Short article on an interesting situation. Orion Engineered Carbons (“Orion”) is valued as a commodity business, yet half of its earnings come from a specialty chemicals business with a secularly growing end market (electric vehicles). Don’t let the commodity portion of the business scare you off; the commodity segment seems to be at the beginning stages of an up-cycle with demand growing significantly faster than supply.
Overview:
Orion produces and sells carbon black products in two business segments.
Rubber Carbon Black is a line of commoditized products, that accounts for 75% of Orion’s production by volume and about half of the EBITDA. Orion is number 3 in the world in market share. That said, it is really a local market for commodity carbon black, as it does not transport well, which results in regional oligopolies. Carbon black is primarily used as a reinforcing filler in tires and other rubber products.
Specialty Carbon Black is a line of value-added products that account for 25% of Orion’s production by volume and the balance of EBITDA (at > 40% margins). Orion is the number 1 producer globally of specialty carbon black. Uses include being used as a color pigment in plastic, paints, and inks. The more premium the product, the easier to ship. About 60% of the uses are not formulaic. The balance is formulaic, engineered for specific client uses, which makes these products quite sticky. Orion is often the sole supplier for some high-end automotive coatings.
Investment Thesis
Orion should benefit from an up-cycle in its commodity business and a secular growing end market in its specialty business.
EBITDA and FCF should grow rapidly in the intermediate future.
Orion just finished a round of growth capex spending, and is now poised to reap the benefits.
Furthermore, Orion is finishing up a massive capex outlay as part of on industry-wide consent decree with the EPA. This is soon behind them, and with no further spending on this issue likely, the FCF conversion should rocket up. Orion should generate between $700-$800M of discretionary free cash flow, that they can deploy into growth capex and share repurchases (note that the company views dividends as non-discretionary), as well as some dividend increases and further de-leveraging.
Speaking of share repurchases, the company has a $50 million authorization, and they expect to get through that authorization rather quickly . On their 11/4/22 earnings call, the CFO said “…our intent would be to get through the full buyback. First off, it is absolutely opportunistic, but we do — we put out that number not as a number we’re going to get — at some point or maybe partly, but our intention would be to fully execute that and really the timing of it, the speed of it wold be contingent on a couple of things, one of which will be continued positively on our cash flow, which we’re pretty strong. An then secondly, again, ……, but this is not a long window on that, that we’ll be sitting here in 18 months from now expecting not to have hit. We expect to hit much sooner than that.”

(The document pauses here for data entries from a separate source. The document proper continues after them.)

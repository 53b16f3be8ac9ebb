use std::collections::{BTreeMap, HashMap};
use std::time::Duration;

use async_trait::async_trait;
use reqwest::{Method, StatusCode};
use serde::de::DeserializeOwned;
use serde::{Deserialize, Serialize};
use serde_json::Value;
use tracing::{debug, info, warn};

use super::{
    BRIDGE_EVENT_TYPES, Credentials, Gateway, GatewayError, ROOM_MEMBER_EVENT, SPACE_CHILD_EVENT,
    Session, Snapshot, bridge_protocol,
};
use crate::engine::events::{Member, Room, RoomEvent, RoomKind, SpaceChildRelation, StateEvent};

/// Client-server API prefix.
const CLIENT_API: &str = "/_matrix/client/v3";
/// Extra time a long-poll request may take on top of its server-side timeout.
const POLL_GRACE: Duration = Duration::from_secs(10);

#[derive(Serialize)]
struct LoginRequest<'a> {
    #[serde(rename = "type")]
    login_type: &'a str,
    identifier: LoginIdentifier<'a>,
    password: &'a str,
    device_id: &'a str,
    initial_device_display_name: &'a str,
}

#[derive(Serialize)]
struct LoginIdentifier<'a> {
    #[serde(rename = "type")]
    id_type: &'a str,
    user: &'a str,
}

#[derive(Deserialize)]
struct LoginResponse {
    access_token: String,
    user_id: String,
    #[serde(default)]
    device_id: Option<String>,
}

#[derive(Deserialize)]
struct SyncResponse {
    next_batch: String,
    #[serde(default)]
    rooms: SyncRooms,
}

#[derive(Deserialize, Default)]
struct SyncRooms {
    #[serde(default)]
    join: BTreeMap<String, JoinedRoom>,
    #[serde(default)]
    leave: BTreeMap<String, Value>,
}

#[derive(Deserialize, Default)]
struct JoinedRoom {
    #[serde(default)]
    state: EventList,
    #[serde(default)]
    timeline: EventList,
}

#[derive(Deserialize, Default)]
struct EventList {
    #[serde(default)]
    events: Vec<StateEvent>,
}

impl JoinedRoom {
    /// State events in the order the server delivered them.
    fn state_events(&self) -> impl Iterator<Item = &StateEvent> {
        self.state
            .events
            .iter()
            .chain(self.timeline.events.iter())
            .filter(|e| e.state_key.is_some())
    }
}

#[derive(Deserialize)]
struct JoinedMembersResponse {
    #[serde(default)]
    joined: HashMap<String, JoinedMember>,
}

#[derive(Deserialize)]
struct JoinedMember {
    #[serde(default)]
    display_name: Option<String>,
    #[serde(default)]
    avatar_url: Option<String>,
}

#[derive(Deserialize, Default)]
struct MatrixErrorBody {
    #[serde(default)]
    errcode: String,
    #[serde(default)]
    error: String,
}

/// Room state accumulated from sync, enough to rebuild a [`Room`] snapshot.
#[derive(Debug, Default, Clone)]
struct RoomRecord {
    name: Option<String>,
    canonical_alias: Option<String>,
    create_type: Option<String>,
    my_display_name: Option<String>,
    my_avatar_url: Option<String>,
    /// `type|state_key` of each bridge event to its protocol id.
    bridges: BTreeMap<String, String>,
}

impl RoomRecord {
    fn apply(&mut self, event: &StateEvent, own_user_id: &str) {
        let key = event.state_key.as_deref().unwrap_or_default();
        match event.event_type.as_str() {
            "m.room.create" => self.create_type = string_field(&event.content, "type"),
            "m.room.name" => self.name = string_field(&event.content, "name"),
            "m.room.canonical_alias" => {
                self.canonical_alias = string_field(&event.content, "alias")
            }
            ROOM_MEMBER_EVENT if key == own_user_id => {
                self.my_display_name = string_field(&event.content, "displayname");
                self.my_avatar_url = string_field(&event.content, "avatar_url");
            }
            t if BRIDGE_EVENT_TYPES.contains(&t) => {
                let slot = format!("{t}|{key}");
                match bridge_protocol(&event.content) {
                    Some(protocol) => {
                        self.bridges.insert(slot, protocol);
                    }
                    None => {
                        self.bridges.remove(&slot);
                    }
                }
            }
            _ => {}
        }
    }

    fn to_room(&self, room_id: &str) -> Room {
        let display_name = self
            .name
            .clone()
            .or_else(|| self.canonical_alias.clone())
            .unwrap_or_else(|| room_id.to_string());
        let mut room = Room::new(
            room_id,
            display_name,
            RoomKind::from_create_type(self.create_type.as_deref()),
        );
        room.my_display_name = self.my_display_name.clone();
        room.my_avatar_url = self.my_avatar_url.clone();
        room.bridges = self.bridges.values().cloned().collect();
        room.bridges.sort();
        room.bridges.dedup();
        room
    }
}

fn string_field(content: &Value, field: &str) -> Option<String> {
    content
        .get(field)
        .and_then(Value::as_str)
        .filter(|s| !s.is_empty())
        .map(str::to_string)
}

fn enc(segment: &str) -> String {
    urlencoding::encode(segment).into_owned()
}

/// Map a non-success response to the error taxonomy.
async fn error_for(resp: reqwest::Response) -> GatewayError {
    let status = resp.status();
    let body: MatrixErrorBody = resp.json().await.unwrap_or_default();
    let message = format!("{} {}: {}", status.as_u16(), body.errcode, body.error);
    match status {
        StatusCode::UNAUTHORIZED => GatewayError::Auth { message },
        StatusCode::FORBIDDEN => GatewayError::Permission { message },
        StatusCode::TOO_MANY_REQUESTS => GatewayError::Network { message },
        s if s.is_server_error() => GatewayError::Network { message },
        _ => GatewayError::Protocol { message },
    }
}

async fn decode<T: DeserializeOwned>(resp: reqwest::Response) -> Result<T, GatewayError> {
    resp.json().await.map_err(|e| GatewayError::Protocol {
        message: format!("failed to decode response: {e}"),
    })
}

/// Gateway speaking the Matrix client-server API over HTTP.
pub struct MatrixGateway {
    http: reqwest::Client,
    base_url: String,
    access_token: Option<String>,
    user_id: String,
    /// Sync position; `None` until the first full-state sync.
    since: Option<String>,
    rooms: HashMap<String, RoomRecord>,
}

impl MatrixGateway {
    pub fn new(homeserver: &str) -> Self {
        Self {
            http: reqwest::Client::new(),
            base_url: homeserver.trim_end_matches('/').to_string(),
            access_token: None,
            user_id: String::new(),
            since: None,
            rooms: HashMap::new(),
        }
    }

    fn url(&self, path: &str) -> String {
        format!("{}{}{}", self.base_url, CLIENT_API, path)
    }

    async fn send(
        &self,
        method: Method,
        path: &str,
        query: &[(&str, String)],
        body: Option<&Value>,
        timeout: Option<Duration>,
    ) -> Result<reqwest::Response, GatewayError> {
        let mut req = self.http.request(method, self.url(path)).query(query);
        if let Some(token) = &self.access_token {
            req = req.bearer_auth(token);
        }
        if let Some(body) = body {
            req = req.json(body);
        }
        if let Some(timeout) = timeout {
            req = req.timeout(timeout);
        }
        req.send()
            .await
            .map_err(|e| GatewayError::network(format!("request to {path} failed: {e}")))
    }

    async fn sync(&self, timeout: Duration, full_state: bool) -> Result<SyncResponse, GatewayError> {
        let mut query = vec![("timeout", timeout.as_millis().to_string())];
        if full_state {
            query.push(("full_state", "true".to_string()));
        }
        if let Some(since) = &self.since {
            query.push(("since", since.clone()));
        }
        let resp = self
            .send(Method::GET, "/sync", &query, None, Some(timeout + POLL_GRACE))
            .await?;
        if !resp.status().is_success() {
            return Err(error_for(resp).await);
        }
        decode(resp).await
    }

    fn state_path(room_id: &str, event_type: &str, state_key: &str) -> String {
        format!(
            "/rooms/{}/state/{}/{}",
            enc(room_id),
            enc(event_type),
            enc(state_key)
        )
    }

    #[cfg(test)]
    pub(crate) fn with_session(homeserver: &str, user_id: &str, access_token: &str) -> Self {
        let mut gw = Self::new(homeserver);
        gw.user_id = user_id.to_string();
        gw.access_token = Some(access_token.to_string());
        gw
    }
}

#[async_trait]
impl Gateway for MatrixGateway {
    async fn login(&mut self, credentials: &Credentials) -> Result<Session, GatewayError> {
        let body = serde_json::to_value(LoginRequest {
            login_type: "m.login.password",
            identifier: LoginIdentifier {
                id_type: "m.id.user",
                user: &credentials.user_id,
            },
            password: &credentials.password,
            device_id: &credentials.device_id,
            initial_device_display_name: "roomkeeper",
        })
        .map_err(|e| GatewayError::Protocol {
            message: format!("failed to encode login request: {e}"),
        })?;

        let resp = self.send(Method::POST, "/login", &[], Some(&body), None).await?;
        let status = resp.status();
        if status == StatusCode::FORBIDDEN || status == StatusCode::UNAUTHORIZED {
            let err: MatrixErrorBody = resp.json().await.unwrap_or_default();
            return Err(GatewayError::Auth {
                message: format!("{} {}", err.errcode, err.error),
            });
        }
        if !status.is_success() {
            return Err(error_for(resp).await);
        }

        let login: LoginResponse = decode(resp).await?;
        self.access_token = Some(login.access_token);
        self.user_id = login.user_id.clone();
        info!(user_id = %login.user_id, "logged in");

        Ok(Session {
            user_id: login.user_id,
            device_id: login.device_id.unwrap_or_else(|| credentials.device_id.clone()),
        })
    }

    async fn full_state_sync(&mut self) -> Result<Snapshot, GatewayError> {
        self.since = None;
        let sync = self.sync(Duration::ZERO, true).await?;

        self.rooms.clear();
        for (room_id, joined) in &sync.rooms.join {
            let record = self.rooms.entry(room_id.clone()).or_default();
            for event in joined.state_events() {
                record.apply(event, &self.user_id);
            }
        }
        self.since = Some(sync.next_batch);

        let mut rooms: Vec<Room> = self
            .rooms
            .iter()
            .map(|(id, record)| record.to_room(id))
            .collect();
        rooms.sort_by(|a, b| a.room_id.cmp(&b.room_id));

        info!(count = rooms.len(), "fetched rooms");
        Ok(Snapshot { rooms })
    }

    fn room(&self, room_id: &str) -> Option<Room> {
        self.rooms.get(room_id).map(|r| r.to_room(room_id))
    }

    async fn joined_members(&mut self, room_id: &str) -> Result<Vec<Member>, GatewayError> {
        let path = format!("/rooms/{}/joined_members", enc(room_id));
        let resp = self.send(Method::GET, &path, &[], None, None).await?;
        if !resp.status().is_success() {
            return Err(error_for(resp).await);
        }
        let body: JoinedMembersResponse = decode(resp).await?;
        let mut members: Vec<Member> = body
            .joined
            .into_iter()
            .map(|(user_id, m)| Member {
                user_id,
                display_name: m.display_name,
                avatar_url: m.avatar_url,
            })
            .collect();
        members.sort_by(|a, b| a.user_id.cmp(&b.user_id));
        Ok(members)
    }

    async fn room_state(&mut self, room_id: &str) -> Result<Vec<StateEvent>, GatewayError> {
        let path = format!("/rooms/{}/state", enc(room_id));
        let resp = self.send(Method::GET, &path, &[], None, None).await?;
        if !resp.status().is_success() {
            return Err(error_for(resp).await);
        }
        decode(resp).await
    }

    async fn read_room_state(
        &mut self,
        room_id: &str,
        event_type: &str,
        state_key: &str,
    ) -> Result<Option<Value>, GatewayError> {
        let path = Self::state_path(room_id, event_type, state_key);
        let resp = self.send(Method::GET, &path, &[], None, None).await?;
        if resp.status() == StatusCode::NOT_FOUND {
            return Ok(None);
        }
        if !resp.status().is_success() {
            return Err(error_for(resp).await);
        }
        decode(resp).await.map(Some)
    }

    async fn write_room_state(
        &mut self,
        room_id: &str,
        event_type: &str,
        state_key: &str,
        content: Value,
    ) -> Result<(), GatewayError> {
        let path = Self::state_path(room_id, event_type, state_key);
        let resp = self
            .send(Method::PUT, &path, &[], Some(&content), None)
            .await?;
        if !resp.status().is_success() {
            return Err(error_for(resp).await);
        }
        debug!(%room_id, %event_type, %state_key, "state written");

        // Directory reflects our own writes before the sync echo arrives.
        if let Some(record) = self.rooms.get_mut(room_id) {
            let event = StateEvent {
                event_type: event_type.to_string(),
                state_key: Some(state_key.to_string()),
                content,
            };
            record.apply(&event, &self.user_id);
        }
        Ok(())
    }

    async fn poll_events(&mut self, timeout: Duration) -> Result<Vec<RoomEvent>, GatewayError> {
        let sync = self.sync(timeout, false).await?;

        let mut events = Vec::new();
        for room_id in sync.rooms.leave.keys() {
            if self.rooms.remove(room_id).is_some() {
                info!(%room_id, "left room");
                events.push(RoomEvent::Membership {
                    room_id: room_id.clone(),
                    user_id: self.user_id.clone(),
                    membership: "leave".into(),
                });
            }
        }

        for (room_id, joined) in &sync.rooms.join {
            let record = self.rooms.entry(room_id.clone()).or_default();
            for event in joined.state_events() {
                record.apply(event, &self.user_id);

                let key = event.state_key.as_deref().unwrap_or_default();
                match event.event_type.as_str() {
                    ROOM_MEMBER_EVENT => events.push(RoomEvent::Membership {
                        room_id: room_id.clone(),
                        user_id: key.to_string(),
                        membership: string_field(&event.content, "membership").unwrap_or_default(),
                    }),
                    SPACE_CHILD_EVENT => events.push(RoomEvent::SpaceChild(
                        SpaceChildRelation::from_content(room_id, key, Some(&event.content)),
                    )),
                    _ => {}
                }
            }
        }

        self.since = Some(sync.next_batch);
        Ok(events)
    }

    async fn logout(&mut self) -> Result<(), GatewayError> {
        if self.access_token.is_none() {
            return Ok(());
        }
        let resp = self.send(Method::POST, "/logout", &[], None, None).await?;
        let status = resp.status();
        // An already invalidated token counts as logged out.
        if !status.is_success() && status != StatusCode::UNAUTHORIZED {
            return Err(error_for(resp).await);
        }
        self.access_token = None;
        info!(user_id = %self.user_id, "logged out");
        Ok(())
    }

    async fn close(&mut self) {
        if self.access_token.is_some() {
            warn!("closing gateway with an active session");
        }
        self.rooms.clear();
        self.since = None;
        self.access_token = None;
    }
}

Carbon Black Demand Drivers
Carbon black has several demand divers working in its favor, some are listed below. However, let’s take a look at tires. Sixty percent of tires, and over two-thirds in developed markets, are for replacement tires, while only 15% goes to new cars. This gives the tire business some resilience in a recession. Additionally, EV production is a benefit for the carbon black industry, as EVs generate a massive amount of torque and are heavier than ICE vehicles. This means that tires for EVs require more reinforcement than tires for ICE vehicles and thus require more carbon black.
Why is It Cheap?
Perceived as a commodity business – but it has a large specialty chemical business
Commodity business has been in a downcycle (Chinese industrial weakness in 2018; European industrial weakness in 2019; COVID in 2020 and 2021; China’s Zero Covid policy; Ukraine invasion/War) – this seems to be changing.
Natural gas is a large input in the US and in Europe, and natural gas is well off its highs.
Worth noting that US new vehicle sales are still well below pre-COVID levels
Recently a Euro-centric company as it was listed in Germany, reported in Euros, with a former parent listed in Germay. Now it reports in US dollars and is listed on the NYSE.
EPA mandated capex limited free cash flow from 2018 – 2022
Valuation
The company is priced as a significant discount to its closest competitor (Cabot), as well as to a basket of specialty chemical companies (FUL, PPG, RPM, AXTA, IOSP, AVNT).
Hope you enjoyed this. Thanks to Kyle from Grizzly Rock for the idea and allowing me to borrow a slide or two.
Disclaimer: Currently long. For entertainment purposes only. Not a solicitation to buy or sell any security. Do your own due diligence.
Thanks for sharing this idea! Nice work.
Thanks for sharing, worth to look further. Cheers.